→ Work item:
Retype each of the entries below exactly as written.

START Material for this exercise

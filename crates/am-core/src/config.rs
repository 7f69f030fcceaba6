use std::path::{Path, PathBuf};

use anyhow::{Context, Result};
use serde::{Deserialize, Serialize};

/// Complete effect configuration. Serializable to TOML; every field has a
/// sane default, so a partial file overrides only what it names.
///
/// # Example
/// ```
/// use am_core::config::EffectConfig;
/// let config = EffectConfig::default();
/// assert_eq!(config.text, "David!");
/// assert_eq!(config.target_fps, 60);
/// ```
#[derive(Clone, Debug, Deserialize, Serialize)]
pub struct EffectConfig {
    // === Content ===
    /// The string rendered onto the quad. Changing it rebuilds the scene.
    pub text: String,
    /// Font size in pixels used to rasterize `text` onto the texture.
    pub text_font_size: f32,
    /// Text color as `#rrggbb`.
    pub text_color: String,
    /// Optional font file. None → probe the platform monospace defaults.
    pub font_path: Option<PathBuf>,

    // === Scene ===
    /// World-space height of the textured quad; width follows the texture
    /// aspect ratio.
    pub plane_base_height: f32,
    /// Enable the sinusoidal vertex wobble (toggled via a uniform, no
    /// pipeline rebuild).
    pub enable_waves: bool,

    // === Overlay ===
    /// Monospace font size assumed for the glyph cell grid. Cell width is
    /// `ascii_font_size × 0.6`, cell height is `ascii_font_size`.
    pub ascii_font_size: f32,
    /// Glyph ramp, ordered sparse→dense.
    pub ramp: String,
    /// Mirror the glyph index (for dark-on-light output).
    pub invert: bool,

    // === Host ===
    /// Frame rate the render loop paces itself to.
    pub target_fps: u32,
}

impl Default for EffectConfig {
    fn default() -> Self {
        Self {
            text: "David!".to_string(),
            text_font_size: 200.0,
            text_color: "#fdf9f3".to_string(),
            font_path: None,
            plane_base_height: 8.0,
            enable_waves: true,
            ascii_font_size: 8.0,
            ramp: crate::ramp::RAMP_STANDARD.to_string(),
            invert: true,
            target_fps: 60,
        }
    }
}

impl EffectConfig {
    /// Clamp all numeric fields to their valid ranges.
    /// Called after TOML deserialization to prevent out-of-range values.
    pub fn clamp_all(&mut self) {
        self.text_font_size = self.text_font_size.clamp(8.0, 800.0);
        self.plane_base_height = self.plane_base_height.clamp(1.0, 30.0);
        self.ascii_font_size = self.ascii_font_size.clamp(1.0, 64.0);
        self.target_fps = self.target_fps.clamp(15, 120);
        if self.text.is_empty() {
            self.text = Self::default().text;
        }
    }

    /// True if switching to `other` needs a full scene rebuild rather than
    /// the cheap resize path. Waves and inversion are per-frame parameters;
    /// everything that feeds the texture or the quad geometry is not.
    #[must_use]
    pub fn needs_rebuild(&self, other: &Self) -> bool {
        self.text != other.text
            || (self.text_font_size - other.text_font_size).abs() > f32::EPSILON
            || self.text_color != other.text_color
            || self.font_path != other.font_path
            || (self.plane_base_height - other.plane_base_height).abs() > f32::EPSILON
    }
}

/// TOML file shape: optional sections, optional fields.
#[derive(Deserialize)]
struct ConfigFile {
    effect: Option<EffectSection>,
    host: Option<HostSection>,
}

/// Effect section, all fields optional for partial override.
#[derive(Deserialize)]
struct EffectSection {
    text: Option<String>,
    text_font_size: Option<f32>,
    text_color: Option<String>,
    font_path: Option<PathBuf>,
    plane_base_height: Option<f32>,
    enable_waves: Option<bool>,
    ascii_font_size: Option<f32>,
    ramp: Option<String>,
    invert: Option<bool>,
}

/// Host section, all fields optional.
#[derive(Deserialize)]
struct HostSection {
    target_fps: Option<u32>,
}

/// Load a TOML file and merge it over the defaults.
///
/// # Errors
/// Returns an error if the file cannot be read or parsed.
///
/// # Example
/// ```no_run
/// use am_core::config::load_config;
/// use std::path::Path;
/// let config = load_config(Path::new("asciimesh.toml")).unwrap();
/// ```
pub fn load_config(path: &Path) -> Result<EffectConfig> {
    let content = std::fs::read_to_string(path)
        .with_context(|| format!("cannot read {}", path.display()))?;

    let file: ConfigFile = toml::from_str(&content)
        .with_context(|| format!("TOML parse error in {}", path.display()))?;

    let mut config = EffectConfig::default();

    if let Some(e) = file.effect {
        if let Some(v) = e.text {
            config.text = v;
        }
        if let Some(v) = e.text_font_size {
            config.text_font_size = v;
        }
        if let Some(v) = e.text_color {
            config.text_color = v;
        }
        if let Some(v) = e.font_path {
            config.font_path = Some(v);
        }
        if let Some(v) = e.plane_base_height {
            config.plane_base_height = v;
        }
        if let Some(v) = e.enable_waves {
            config.enable_waves = v;
        }
        if let Some(v) = e.ascii_font_size {
            config.ascii_font_size = v;
        }
        if let Some(v) = e.ramp {
            config.ramp = v;
        }
        if let Some(v) = e.invert {
            config.invert = v;
        }
    }
    if let Some(h) = file.host
        && let Some(v) = h.target_fps
    {
        config.target_fps = v;
    }

    config.clamp_all();
    Ok(config)
}

#[cfg(test)]
mod tests {
    use super::*;

    #[test]
    fn partial_toml_overrides_only_named_fields() {
        let toml = r#"
            [effect]
            text = "AB"
            enable_waves = false

            [host]
            target_fps = 30
        "#;
        let file: ConfigFile = toml::from_str(toml).expect("parse");
        let mut config = EffectConfig::default();
        if let Some(e) = file.effect {
            if let Some(v) = e.text {
                config.text = v;
            }
            if let Some(v) = e.enable_waves {
                config.enable_waves = v;
            }
        }
        if let Some(h) = file.host
            && let Some(v) = h.target_fps
        {
            config.target_fps = v;
        }
        assert_eq!(config.text, "AB");
        assert!(!config.enable_waves);
        assert_eq!(config.target_fps, 30);
        assert_eq!(config.text_font_size, 200.0);
    }

    #[test]
    fn clamp_restores_empty_text() {
        let mut config = EffectConfig {
            text: String::new(),
            ..EffectConfig::default()
        };
        config.clamp_all();
        assert!(!config.text.is_empty());
    }

    #[test]
    fn rebuild_detection() {
        let a = EffectConfig::default();
        let mut b = a.clone();
        b.enable_waves = !b.enable_waves;
        assert!(!a.needs_rebuild(&b), "wave toggle is a uniform change");
        b.text = "other".into();
        assert!(a.needs_rebuild(&b));
    }

    #[test]
    fn config_roundtrips_through_toml() {
        let config = EffectConfig::default();
        let s = toml::to_string(&config).expect("serialize");
        let back: EffectConfig = toml::from_str(&s).expect("deserialize");
        assert_eq!(back.text, config.text);
        assert_eq!(back.ramp, config.ramp);
    }
}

END Material for this exercise

→ Solution to the problem:
filename crates/am-core/src/config.rs
repository 7f69f030fcceaba6
use std::path::{Path, PathBuf};

use anyhow::{Context, Result};
use serde::{Deserialize, Serialize};

/// Complete effect configuration. Serializable to TOML; every field has a
/// sane default, so a partial file overrides only what it names.
///
/// # Example
/// ```
/// use am_core::config::EffectConfig;
/// let config = EffectConfig::default();
/// assert_eq!(config.text, "David!");
/// assert_eq!(config.target_fps, 60);
/// ```
#[derive(Clone, Debug, Deserialize, Serialize)]
pub struct EffectConfig {
    // === Content ===
    /// The string rendered onto the quad. Changing it rebuilds the scene.
    pub text: String,
    /// Font size in pixels used to rasterize `text` onto the texture.
    pub text_font_size: f32,
    /// Text color as `#rrggbb`.
    pub text_color: String,
    /// Optional font file. None → probe the platform monospace defaults.
    pub font_path: Option<PathBuf>,

    // === Scene ===
    /// World-space height of the textured quad; width follows the texture
    /// aspect ratio.
    pub plane_base_height: f32,
    /// Enable the sinusoidal vertex wobble (toggled via a uniform, no
    /// pipeline rebuild).
    pub enable_waves: bool,

    // === Overlay ===
    /// Monospace font size assumed for the glyph cell grid. Cell width is
    /// `ascii_font_size × 0.6`, cell height is `ascii_font_size`.
    pub ascii_font_size: f32,
    /// Glyph ramp, ordered sparse→dense.
    pub ramp: String,
    /// Mirror the glyph index (for dark-on-light output).
    pub invert: bool,

    // === Host ===
    /// Frame rate the render loop paces itself to.
    pub target_fps: u32,
}

impl Default for EffectConfig {
    fn default() -> Self {
        Self {
            text: "David!".to_string(),
            text_font_size: 200.0,
            text_color: "#fdf9f3".to_string(),
            font_path: None,
            plane_base_height: 8.0,
            enable_waves: true,
            ascii_font_size: 8.0,
            ramp: crate::ramp::RAMP_STANDARD.to_string(),
            invert: true,
            target_fps: 60,
        }
    }
}

impl EffectConfig {
    /// Clamp all numeric fields to their valid ranges.
    /// Called after TOML deserialization to prevent out-of-range values.
    pub fn clamp_all(&mut self) {
        self.text_font_size = self.text_font_size.clamp(8.0, 800.0);
        self.plane_base_height = self.plane_base_height.clamp(1.0, 30.0);
        self.ascii_font_size = self.ascii_font_size.clamp(1.0, 64.0);
        self.target_fps = self.target_fps.clamp(15, 120);
        if self.text.is_empty() {
            self.text = Self::default().text;
        }
    }

    /// True if switching to `other` needs a full scene rebuild rather than
    /// the cheap resize path. Waves and inversion are per-frame parameters;
    /// everything that feeds the texture or the quad geometry is not.
    #[must_use]
    pub fn needs_rebuild(&self, other: &Self) -> bool {
        self.text != other.text
            || (self.text_font_size - other.text_font_size).abs() > f32::EPSILON
            || self.text_color != other.text_color
            || self.font_path != other.font_path
            || (self.plane_base_height - other.plane_base_height).abs() > f32::EPSILON
    }
}

/// TOML file shape: optional sections, optional fields.
#[derive(Deserialize)]
struct ConfigFile {
    effect: Option<EffectSection>,
    host: Option<HostSection>,
}

/// Effect section, all fields optional for partial override.
#[derive(Deserialize)]
struct EffectSection {
    text: Option<String>,
    text_font_size: Option<f32>,
    text_color: Option<String>,
    font_path: Option<PathBuf>,
    plane_base_height: Option<f32>,
    enable_waves: Option<bool>,
    ascii_font_size: Option<f32>,
    ramp: Option<String>,
    invert: Option<bool>,
}

/// Host section, all fields optional.
#[derive(Deserialize)]
struct HostSection {
    target_fps: Option<u32>,
}

/// Load a TOML file and merge it over the defaults.
///
/// # Errors
/// Returns an error if the file cannot be read or parsed.
///
/// # Example
/// ```no_run
/// use am_core::config::load_config;
/// use std::path::Path;
/// let config = load_config(Path::new("asciimesh.toml")).unwrap();
/// ```
pub fn load_config(path: &Path) -> Result<EffectConfig> {
    let content = std::fs::read_to_string(path)
        .with_context(|| format!("cannot read {}", path.display()))?;

    let file: ConfigFile = toml::from_str(&content)
        .with_context(|| format!("TOML parse error in {}", path.display()))?;

    let mut config = EffectConfig::default();

    if let Some(e) = file.effect {
        if let Some(v) = e.text {
            config.text = v;
        }
        if let Some(v) = e.text_font_size {
            config.text_font_size = v;
        }
        if let Some(v) = e.text_color {
            config.text_color = v;
        }
        if let Some(v) = e.font_path {
            config.font_path = Some(v);
        }
        if let Some(v) = e.plane_base_height {
            config.plane_base_height = v;
        }
        if let Some(v) = e.enable_waves {
            config.enable_waves = v;
        }
        if let Some(v) = e.ascii_font_size {
            config.ascii_font_size = v;
        }
        if let Some(v) = e.ramp {
            config.ramp = v;
        }
        if let Some(v) = e.invert {
            config.invert = v;
        }
    }
    if let Some(h) = file.host
        && let Some(v) = h.target_fps
    {
        config.target_fps = v;
    }

    config.clamp_all();
    Ok(config)
}

#[cfg(test)]
mod tests {
    use super::*;

    #[test]
    fn partial_toml_overrides_only_named_fields() {
        let toml = r#"
            [effect]
            text = "AB"
            enable_waves = false

            [host]
            target_fps = 30
        "#;
        let file: ConfigFile = toml::from_str(toml).expect("parse");
        let mut config = EffectConfig::default();
        if let Some(e) = file.effect {
            if let Some(v) = e.text {
                config.text = v;
            }
            if let Some(v) = e.enable_waves {
                config.enable_waves = v;
            }
        }
        if let Some(h) = file.host
            && let Some(v) = h.target_fps
        {
            config.target_fps = v;
        }
        assert_eq!(config.text, "AB");
        assert!(!config.enable_waves);
        assert_eq!(config.target_fps, 30);
        assert_eq!(config.text_font_size, 200.0);
    }

    #[test]
    fn clamp_restores_empty_text() {
        let mut config = EffectConfig {
            text: String::new(),
            ..EffectConfig::default()
        };
        config.clamp_all();
        assert!(!config.text.is_empty());
    }

    #[test]
    fn rebuild_detection() {
        let a = EffectConfig::default();
        let mut b = a.clone();
        b.enable_waves = !b.enable_waves;
        assert!(!a.needs_rebuild(&b), "wave toggle is a uniform change");
        b.text = "other".into();
        assert!(a.needs_rebuild(&b));
    }

    #[test]
    fn config_roundtrips_through_toml() {
        let config = EffectConfig::default();
        let s = toml::to_string(&config).expect("serialize");
        let back: EffectConfig = toml::from_str(&s).expect("deserialize");
        assert_eq!(back.text, config.text);
        assert_eq!(back.ramp, config.ramp);
    }
}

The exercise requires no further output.